──────── LISTED RECORDS

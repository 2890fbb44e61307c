use std::{env, net::SocketAddr, path::PathBuf};

use crate::error::AppError;

#[derive(Debug, Clone)]
pub struct AppConfig {
    pub database_url: String,
    pub listen_addr: SocketAddr,
    pub data_root: PathBuf,
    pub cookie_secret: String,
    pub seed_demo_trips: bool,
}

impl AppConfig {
    pub fn from_env() -> Result<Self, AppError> {
        let database_url =
            env::var("DATABASE_URL").unwrap_or_else(|_| "sqlite://ridepool.db?mode=rwc".to_string());
        let listen_addr: SocketAddr = env::var("APP_LISTEN_ADDR")
            .unwrap_or_else(|_| "127.0.0.1:3000".to_string())
            .parse()
            .map_err(|err| AppError::Config(format!("invalid APP_LISTEN_ADDR: {err}")))?;

        let data_root = env::var("DATA_ROOT")
            .map(PathBuf::from)
            .unwrap_or_else(|_| PathBuf::from("data"));

        let cookie_secret = env::var("COOKIE_SECRET")
            .unwrap_or_else(|_| "change-me-super-secret-ridepool-cookie".to_string());

        let seed_demo_trips = env::var("SEED_DEMO_TRIPS")
            .map(|value| value != "0" && !value.eq_ignore_ascii_case("false"))
            .unwrap_or(true);

        Ok(Self {
            database_url,
            listen_addr,
            data_root,
            cookie_secret,
            seed_demo_trips,
        })
    }
}
//! 内置 geoip.db
//!
//! 编译时通过 rust-embed 打包 `assets/geoip.db`，外部 mmdb 不可用时使用
//! 构建脚本会把它放到 `$OUT_DIR/geoip/`，缺失时改为生成示例库

use std::borrow::Cow;

use rust_embed::Embed;

/// 内置数据库在 assets 目录中的文件名
pub const EMBEDDED_DB_NAME: &str = "geoip.db";

#[derive(Embed)]
#[folder = "$OUT_DIR/geoip/"]
struct GeoAssets;

/// 内置数据库的字节来源
pub trait EmbeddedSource: Send + Sync {
    /// 返回数据库内容，缺失时返回 None
    fn load(&self) -> Option<Cow<'static, [u8]>>;
}

/// 随二进制打包的默认数据库
#[derive(Debug, Clone, Copy, Default)]
pub struct BundledDatabase;

impl EmbeddedSource for BundledDatabase {
    fn load(&self) -> Option<Cow<'static, [u8]>> {
        GeoAssets::get(EMBEDDED_DB_NAME).map(|file| file.data)
    }
}

impl EmbeddedSource for &'static [u8] {
    fn load(&self) -> Option<Cow<'static, [u8]>> {
        Some(Cow::Borrowed(*self))
    }
}

impl EmbeddedSource for Vec<u8> {
    fn load(&self) -> Option<Cow<'static, [u8]>> {
        Some(Cow::Owned(self.clone()))
    }
}
//! 集成测试公共工具
#![allow(dead_code)]

use std::borrow::Cow;
use std::io::{Read, Write};
use std::net::{IpAddr, TcpListener, TcpStream};
use std::path::PathBuf;
use std::sync::atomic::{AtomicUsize, Ordering};
use std::sync::{Arc, Mutex};
use std::thread;
use std::time::Duration;

use geoip_resolver::errors::{GeoIpError, Result};
use geoip_resolver::services::geoip::{EmbeddedSource, RemoteLookup};

mod fixtures;

pub use fixtures::{embedded_fixture_bytes, external_fixture};

/// 保证不存在的外部路径
pub fn missing_path() -> PathBuf {
    PathBuf::from(env!("CARGO_MANIFEST_DIR")).join("tests/fixtures/does-not-exist.mmdb")
}

pub fn ip(s: &str) -> IpAddr {
    s.parse().unwrap()
}

// ============== 内置数据源 ==============

/// 记录 load 次数的内置数据源，可选延迟用于放大并发窗口
pub struct CountingSource {
    bytes: Option<Vec<u8>>,
    delay: Duration,
    loads: AtomicUsize,
}

impl CountingSource {
    pub fn new(bytes: Option<Vec<u8>>) -> Self {
        Self::with_delay(bytes, Duration::ZERO)
    }

    pub fn with_delay(bytes: Option<Vec<u8>>, delay: Duration) -> Self {
        Self {
            bytes,
            delay,
            loads: AtomicUsize::new(0),
        }
    }

    pub fn loads(&self) -> usize {
        self.loads.load(Ordering::SeqCst)
    }
}

impl EmbeddedSource for CountingSource {
    fn load(&self) -> Option<Cow<'static, [u8]>> {
        self.loads.fetch_add(1, Ordering::SeqCst);
        if !self.delay.is_zero() {
            thread::sleep(self.delay);
        }
        self.bytes.clone().map(Cow::Owned)
    }
}

// ============== 远程查询 ==============

/// 返回固定结果的远程查询
pub struct StubRemote {
    result: Result<String>,
    calls: AtomicUsize,
}

impl StubRemote {
    pub fn ok(code: &str) -> Self {
        Self {
            result: Ok(code.to_string()),
            calls: AtomicUsize::new(0),
        }
    }

    pub fn failing() -> Self {
        Self {
            result: Err(GeoIpError::remote_unavailable("stub: status 429")),
            calls: AtomicUsize::new(0),
        }
    }

    pub fn calls(&self) -> usize {
        self.calls.load(Ordering::SeqCst)
    }
}

impl RemoteLookup for StubRemote {
    fn lookup(&self, _ip: IpAddr) -> Result<String> {
        self.calls.fetch_add(1, Ordering::SeqCst);
        self.result.clone()
    }

    fn name(&self) -> &'static str {
        "stub"
    }
}

// ============== HTTP 桩服务 ==============

/// 本地 HTTP 桩服务，对每个请求返回固定响应
pub struct HttpStub {
    pub base_url: String,
    hits: Arc<AtomicUsize>,
    last_target: Arc<Mutex<Option<String>>>,
}

impl HttpStub {
    pub fn hits(&self) -> usize {
        self.hits.load(Ordering::SeqCst)
    }

    /// 最近一次请求的 request-target（路径 + 查询串）
    pub fn last_target(&self) -> Option<String> {
        self.last_target.lock().unwrap().clone()
    }
}

pub fn spawn_http_stub(status: u16, body: &'static str) -> HttpStub {
    let listener = TcpListener::bind("127.0.0.1:0").unwrap();
    let base_url = format!("http://{}", listener.local_addr().unwrap());
    let hits = Arc::new(AtomicUsize::new(0));
    let last_target = Arc::new(Mutex::new(None));

    let thread_hits = Arc::clone(&hits);
    let thread_target = Arc::clone(&last_target);
    thread::spawn(move || {
        for stream in listener.incoming() {
            let Ok(mut stream) = stream else { continue };
            let target = read_request_target(&mut stream);
            thread_hits.fetch_add(1, Ordering::SeqCst);
            *thread_target.lock().unwrap() = target;

            let response = format!(
                "HTTP/1.1 {} {}\r\nContent-Type: text/plain; charset=utf-8\r\nContent-Length: {}\r\nConnection: close\r\n\r\n{}",
                status,
                reason(status),
                body.len(),
                body
            );
            let _ = stream.write_all(response.as_bytes());
            let _ = stream.flush();
        }
    });

    HttpStub {
        base_url,
        hits,
        last_target,
    }
}

/// 接受连接但从不响应，用于超时测试
pub fn spawn_silent_stub() -> String {
    let listener = TcpListener::bind("127.0.0.1:0").unwrap();
    let base_url = format!("http://{}", listener.local_addr().unwrap());
    thread::spawn(move || {
        let mut held = Vec::new();
        for stream in listener.incoming().flatten() {
            held.push(stream);
        }
    });
    base_url
}

/// 一个当前没有监听者的本地地址
pub fn closed_port_url() -> String {
    let listener = TcpListener::bind("127.0.0.1:0").unwrap();
    let addr = listener.local_addr().unwrap();
    drop(listener);
    format!("http://{}", addr)
}

fn read_request_target(stream: &mut TcpStream) -> Option<String> {
    let mut buf = Vec::new();
    let mut chunk = [0u8; 1024];
    while !buf.windows(4).any(|w| w == b"\r\n\r\n") {
        match stream.read(&mut chunk) {
            Ok(0) | Err(_) => break,
            Ok(n) => buf.extend_from_slice(&chunk[..n]),
        }
    }
    let head = String::from_utf8_lossy(&buf);
    head.lines()
        .next()
        .and_then(|line| line.split_whitespace().nth(1))
        .map(String::from)
}

fn reason(status: u16) -> &'static str {
    match status {
        200 => "OK",
        404 => "Not Found",
        429 => "Too Many Requests",
        500 => "Internal Server Error",
        _ => "Unknown",
    }
}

────────────────

#### YOUR INSTRUCTIONS
Read each line of the material, and wherever the word "Some" turns up, copy that line.

#### PROBLEM SOLUTION
        Some(Cow::Borrowed(*self))
        Some(Cow::Owned(self.clone()))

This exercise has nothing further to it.